→ **Working data**
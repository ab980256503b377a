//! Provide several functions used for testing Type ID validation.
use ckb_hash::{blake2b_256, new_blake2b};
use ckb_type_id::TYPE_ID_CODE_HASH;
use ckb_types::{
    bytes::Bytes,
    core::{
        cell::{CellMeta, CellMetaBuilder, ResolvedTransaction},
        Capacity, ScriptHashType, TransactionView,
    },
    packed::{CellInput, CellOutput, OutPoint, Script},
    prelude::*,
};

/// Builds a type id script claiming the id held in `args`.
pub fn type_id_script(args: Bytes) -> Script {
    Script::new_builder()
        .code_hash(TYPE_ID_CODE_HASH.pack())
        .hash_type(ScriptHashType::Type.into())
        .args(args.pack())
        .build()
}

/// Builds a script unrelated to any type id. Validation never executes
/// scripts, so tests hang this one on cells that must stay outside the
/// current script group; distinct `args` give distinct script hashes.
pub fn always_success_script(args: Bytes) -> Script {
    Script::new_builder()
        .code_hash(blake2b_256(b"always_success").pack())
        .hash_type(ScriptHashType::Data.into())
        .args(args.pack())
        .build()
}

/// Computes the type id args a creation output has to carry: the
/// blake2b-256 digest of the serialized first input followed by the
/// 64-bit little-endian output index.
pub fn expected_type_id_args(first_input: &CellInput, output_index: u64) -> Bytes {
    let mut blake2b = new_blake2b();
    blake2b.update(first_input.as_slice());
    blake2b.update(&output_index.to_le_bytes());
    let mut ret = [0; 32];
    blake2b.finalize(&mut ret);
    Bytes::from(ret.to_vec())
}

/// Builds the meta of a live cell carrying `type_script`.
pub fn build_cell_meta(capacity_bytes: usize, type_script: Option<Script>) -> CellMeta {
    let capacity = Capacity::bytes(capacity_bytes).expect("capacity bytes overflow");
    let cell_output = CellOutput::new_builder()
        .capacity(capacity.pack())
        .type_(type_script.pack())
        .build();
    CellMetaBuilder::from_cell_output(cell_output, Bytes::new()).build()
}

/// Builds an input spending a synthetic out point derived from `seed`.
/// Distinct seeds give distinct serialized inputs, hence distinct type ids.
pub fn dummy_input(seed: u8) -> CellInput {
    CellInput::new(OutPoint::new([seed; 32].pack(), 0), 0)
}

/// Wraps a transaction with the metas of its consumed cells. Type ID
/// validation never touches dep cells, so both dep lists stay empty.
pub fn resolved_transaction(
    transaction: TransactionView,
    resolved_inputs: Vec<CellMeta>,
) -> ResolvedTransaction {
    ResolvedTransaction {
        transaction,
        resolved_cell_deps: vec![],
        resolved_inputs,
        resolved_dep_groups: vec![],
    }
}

→ **Assignment**
Your answer must be the complete data, repeated word for word.

→ **Answer for this exercise**
repository ab980256503b377a
//! Provide several functions used for testing Type ID validation.
use ckb_hash::{blake2b_256, new_blake2b};
use ckb_type_id::TYPE_ID_CODE_HASH;
use ckb_types::{
    bytes::Bytes,
    core::{
        cell::{CellMeta, CellMetaBuilder, ResolvedTransaction},
        Capacity, ScriptHashType, TransactionView,
    },
    packed::{CellInput, CellOutput, OutPoint, Script},
    prelude::*,
};

/// Builds a type id script claiming the id held in `args`.
pub fn type_id_script(args: Bytes) -> Script {
    Script::new_builder()
        .code_hash(TYPE_ID_CODE_HASH.pack())
        .hash_type(ScriptHashType::Type.into())
        .args(args.pack())
        .build()
}

/// Builds a script unrelated to any type id. Validation never executes
/// scripts, so tests hang this one on cells that must stay outside the
/// current script group; distinct `args` give distinct script hashes.
pub fn always_success_script(args: Bytes) -> Script {
    Script::new_builder()
        .code_hash(blake2b_256(b"always_success").pack())
        .hash_type(ScriptHashType::Data.into())
        .args(args.pack())
        .build()
}

/// Computes the type id args a creation output has to carry: the
/// blake2b-256 digest of the serialized first input followed by the
/// 64-bit little-endian output index.
pub fn expected_type_id_args(first_input: &CellInput, output_index: u64) -> Bytes {
    let mut blake2b = new_blake2b();
    blake2b.update(first_input.as_slice());
    blake2b.update(&output_index.to_le_bytes());
    let mut ret = [0; 32];
    blake2b.finalize(&mut ret);
    Bytes::from(ret.to_vec())
}

/// Builds the meta of a live cell carrying `type_script`.
pub fn build_cell_meta(capacity_bytes: usize, type_script: Option<Script>) -> CellMeta {
    let capacity = Capacity::bytes(capacity_bytes).expect("capacity bytes overflow");
    let cell_output = CellOutput::new_builder()
        .capacity(capacity.pack())
        .type_(type_script.pack())
        .build();
    CellMetaBuilder::from_cell_output(cell_output, Bytes::new()).build()
}

/// Builds an input spending a synthetic out point derived from `seed`.
/// Distinct seeds give distinct serialized inputs, hence distinct type ids.
pub fn dummy_input(seed: u8) -> CellInput {
    CellInput::new(OutPoint::new([seed; 32].pack(), 0), 0)
}

/// Wraps a transaction with the metas of its consumed cells. Type ID
/// validation never touches dep cells, so both dep lists stay empty.
pub fn resolved_transaction(
    transaction: TransactionView,
    resolved_inputs: Vec<CellMeta>,
) -> ResolvedTransaction {
    ResolvedTransaction {
        transaction,
        resolved_cell_deps: vec![],
        resolved_inputs,
        resolved_dep_groups: vec![],
    }
}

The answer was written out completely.